Step 6: Performance Optimization

For large datasets, batching and pagination must be implemented to ensure efficiency:

@nilus.resource()
def fetch_large_dataset(batch_size=1000):
    page = 1
    has_more = True

    while has_more:
        data, has_more = get_paginated_data(page=page, size=batch_size)
        for item in data:
            yield item
        page += 1

Deployment Configuration

After creating the source files for your custom sources, deploy them using the Workflow as follows:

Repository Structure

Custom sources must follow a standard Python package layout:

my-custom-sources/
├── __init__.py
├── source1.py
├── source2.py
└── utils.py

Workflow Configuration

To deploy the custom source, reference the repository in a Nilus Workflow:

repo:
  url: "https://github.com/your-repo"
  syncFlags:
    - "--ref=main"
  baseDir: "my-custom-sources"

source:
  address: custom://MyCustomSource?param1=value1
  options:
    source-table: "my_data"

sink:
  address: dataos://lakehouse
  options:
    incremental-strategy: append
    dest-table: "raw"

Example Implementations

The following examples illustrate various methods for creating custom sources in Nilus. Each example shows how resources and sources can be defined for specific use cases.

  1. Static Source

    This example produces a small, fixed dataset.

    @nilus.resource()
    def fetch_random_users():
        for d in [{"id": 1, "name": "Alice"}]:
            yield d
    
    @nilus.source
    def random_user_source(uri, table, **kwargs):
        return fetch_random_users()
    
    • fetch_random_users: Defines a resource that yields static data.
    • random_user_source: Registers the entry point Nilus uses to execute the resource.
  2. API Integration

    This example shows how to fetch data from an external API.

    @nilus.resource()
    def fetch_api_data(api_url, api_key, endpoint):
        headers = {"Authorization": f"Bearer {api_key}"}
        data = requests.get(f"{api_url}/{endpoint}", headers=headers).json()
        for item in data:
            yield item
    
    • API parameters (api_url, api_key, endpoint) are passed into the function.
    • The API response is iterated, and each record is yielded individually.
  3. Multi-Resource Source This example defines multiple resources within a single source.

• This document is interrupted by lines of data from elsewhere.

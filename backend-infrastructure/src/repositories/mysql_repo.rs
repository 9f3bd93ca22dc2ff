use anyhow::Result;
use async_trait::async_trait;
use serde_json::Value;
use sqlx::mysql::{MySqlConnectOptions, MySqlPool, MySqlPoolOptions, MySqlRow, MySqlSslMode};
use sqlx::{Column, Row, TypeInfo};
use tracing::debug;

use backend_domain::ports::{HistoryRepository, RecordRepository};
use backend_domain::{contains_pattern, DbConfig, PageRequest, RecordRow, TableSpec};

/// Reads the moderation and history tables. Every table and column name
/// reaching the SQL text was validated by the config loader; values are
/// always bound.
#[derive(Clone)]
pub struct MySqlRepo {
    pool: MySqlPool,
}

impl MySqlRepo {
    pub fn new(pool: MySqlPool) -> Self {
        Self { pool }
    }

    /// Builds the pool without connecting. Connections are opened on first
    /// use, so missing settings surface as request failures, not at startup.
    pub fn connect_lazy(config: &DbConfig) -> Self {
        let mut options = MySqlConnectOptions::new()
            .port(config.port)
            .ssl_mode(if config.ssl {
                MySqlSslMode::Required
            } else {
                MySqlSslMode::Disabled
            });
        if let Some(host) = &config.host {
            options = options.host(host);
        }
        if let Some(database) = &config.database {
            options = options.database(database);
        }
        if let Some(user) = &config.user {
            options = options.username(user);
        }
        if let Some(password) = &config.password {
            options = options.password(password);
        }

        let pool = MySqlPoolOptions::new()
            .max_connections(config.max_connections.max(1))
            .acquire_timeout(config.acquire_timeout)
            .connect_lazy_with(options);
        Self::new(pool)
    }
}

#[async_trait]
impl RecordRepository for MySqlRepo {
    async fn list_records(
        &self,
        spec: &TableSpec,
        filter: Option<&str>,
        page: PageRequest,
    ) -> Result<Vec<RecordRow>> {
        let sql = build_list_sql(spec, filter.is_some());
        debug!(sql = %sql, "listing records");
        let mut query = sqlx::query(&sql);
        if let Some(value) = filter {
            query = query.bind(contains_pattern(value));
        }
        let rows = query
            .bind(page.limit)
            .bind(page.offset)
            .fetch_all(&self.pool)
            .await?;
        Ok(rows.iter().map(row_to_json).collect())
    }

    async fn count_records(&self, table: &str) -> Result<i64> {
        let sql = build_count_sql(table);
        let count: i64 = sqlx::query_scalar(&sql).fetch_one(&self.pool).await?;
        Ok(count)
    }

    async fn ping(&self) -> Result<()> {
        sqlx::query("SELECT 1").execute(&self.pool).await?;
        Ok(())
    }
}

#[async_trait]
impl HistoryRepository for MySqlRepo {
    async fn latest_identifier_for_name(
        &self,
        table: &str,
        name_fragment: &str,
    ) -> Result<Option<String>> {
        let sql = build_history_sql(table);
        let uuid: Option<String> = sqlx::query_scalar(&sql)
            .bind(contains_pattern(name_fragment))
            .fetch_optional(&self.pool)
            .await?;
        Ok(uuid)
    }
}

pub fn build_list_sql(spec: &TableSpec, filtered: bool) -> String {
    let mut sql = format!("SELECT {} FROM `{}`", projection(&spec.columns), spec.table);
    if filtered {
        sql.push_str(&format!(" WHERE `{}` LIKE ?", spec.filter_column));
    }
    sql.push_str(&format!(
        " ORDER BY `{}` DESC LIMIT ? OFFSET ?",
        spec.order_column
    ));
    sql
}

pub fn build_count_sql(table: &str) -> String {
    format!("SELECT COUNT(*) AS c FROM `{}`", table)
}

pub fn build_history_sql(table: &str) -> String {
    format!(
        "SELECT `uuid` FROM `{}` WHERE LOWER(`name`) LIKE LOWER(?) ORDER BY `id` DESC LIMIT 1",
        table
    )
}

fn projection(columns: &[String]) -> String {
    if columns.len() == 1 && columns[0] == "*" {
        return "*".to_string();
    }
    columns
        .iter()
        .map(|column| format!("`{}`", column))
        .collect::<Vec<_>>()
        .join(", ")
}

fn row_to_json(row: &MySqlRow) -> RecordRow {
    let mut out = RecordRow::new();
    for column in row.columns() {
        let value = decode_column(row, column.ordinal(), column.type_info().name());
        out.insert(column.name().to_string(), value);
    }
    out
}

/// Best-effort JSON value for one column. NULL is checked before the type,
/// so the first attempt already yields `Value::Null` for it.
fn decode_column(row: &MySqlRow, index: usize, type_name: &str) -> Value {
    if matches!(type_name, "BOOLEAN" | "BIT") {
        if let Ok(value) = row.try_get::<Option<bool>, _>(index) {
            return value.map(Value::Bool).unwrap_or(Value::Null);
        }
    }
    if let Ok(value) = row.try_get::<Option<i64>, _>(index) {
        return value.map(Value::from).unwrap_or(Value::Null);
    }
    if let Ok(value) = row.try_get::<Option<u64>, _>(index) {
        return value.map(Value::from).unwrap_or(Value::Null);
    }
    if let Ok(value) = row.try_get::<Option<f64>, _>(index) {
        return value.map(Value::from).unwrap_or(Value::Null);
    }
    if let Ok(value) = row.try_get::<Option<String>, _>(index) {
        return value.map(Value::String).unwrap_or(Value::Null);
    }
    if let Ok(value) = row.try_get::<Option<chrono::NaiveDateTime>, _>(index) {
        return value
            .map(|ts| Value::String(ts.format("%Y-%m-%d %H:%M:%S").to_string()))
            .unwrap_or(Value::Null);
    }
    if let Ok(value) = row.try_get::<Option<chrono::NaiveDate>, _>(index) {
        return value
            .map(|date| Value::String(date.format("%Y-%m-%d").to_string()))
            .unwrap_or(Value::Null);
    }
    if let Ok(value) = row.try_get::<Option<Vec<u8>>, _>(index) {
        return value
            .map(|bytes| Value::String(String::from_utf8_lossy(&bytes).into_owned()))
            .unwrap_or(Value::Null);
    }
    debug!(column = index, type_name, "column type not decodable, returning null");
    Value::Null
}

#[cfg(test)]
mod tests {
    use super::*;

    fn spec(columns: &[&str]) -> TableSpec {
        TableSpec {
            table: "litebans_bans".to_string(),
            columns: columns.iter().map(|column| column.to_string()).collect(),
            filter_column: "uuid".to_string(),
            order_column: "id".to_string(),
            resolve_identifier: true,
        }
    }

    #[test]
    fn unfiltered_listing_orders_newest_first() {
        let sql = build_list_sql(&spec(&["id", "name", "reason"]), false);
        assert_eq!(
            sql,
            "SELECT `id`, `name`, `reason` FROM `litebans_bans` ORDER BY `id` DESC LIMIT ? OFFSET ?"
        );
    }

    #[test]
    fn filtered_listing_binds_the_filter_value() {
        let sql = build_list_sql(&spec(&["id", "uuid"]), true);
        assert_eq!(
            sql,
            "SELECT `id`, `uuid` FROM `litebans_bans` WHERE `uuid` LIKE ? ORDER BY `id` DESC LIMIT ? OFFSET ?"
        );
        assert_eq!(sql.matches('?').count(), 3);
    }

    #[test]
    fn star_projection_is_not_quoted() {
        let sql = build_list_sql(&spec(&["*"]), false);
        assert!(sql.starts_with("SELECT * FROM `litebans_bans`"));
    }

    #[test]
    fn history_lookup_takes_latest_case_insensitive_match() {
        assert_eq!(
            build_history_sql("litebans_history"),
            "SELECT `uuid` FROM `litebans_history` WHERE LOWER(`name`) LIKE LOWER(?) ORDER BY `id` DESC LIMIT 1"
        );
        assert_eq!(
            build_count_sql("litebans_kicks"),
            "SELECT COUNT(*) AS c FROM `litebans_kicks`"
        );
    }

    #[tokio::test]
    async fn lazy_pool_does_not_connect_on_construction() {
        let repo = MySqlRepo::connect_lazy(&DbConfig {
            port: 3306,
            max_connections: 8,
            acquire_timeout: std::time::Duration::from_secs(1),
            ..DbConfig::default()
        });
        assert_eq!(repo.pool.size(), 0);
    }
}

    @nilus.resource(write_disposition="replace")
    def users():
        yield from fetch_users()
    
    @nilus.resource(write_disposition="append")
    def activities():
        yield from fetch_activities()
    
    @nilus.source
    def multi_resource_source(uri, table, **kwargs):
        return users(), activities()
    
    • Users resource: Produces user records and replaces existing data.
    • Activities resource: Produces activity records and appends them to existing data.
    • multi_resource_source: Groups both resources so Nilus can run them together.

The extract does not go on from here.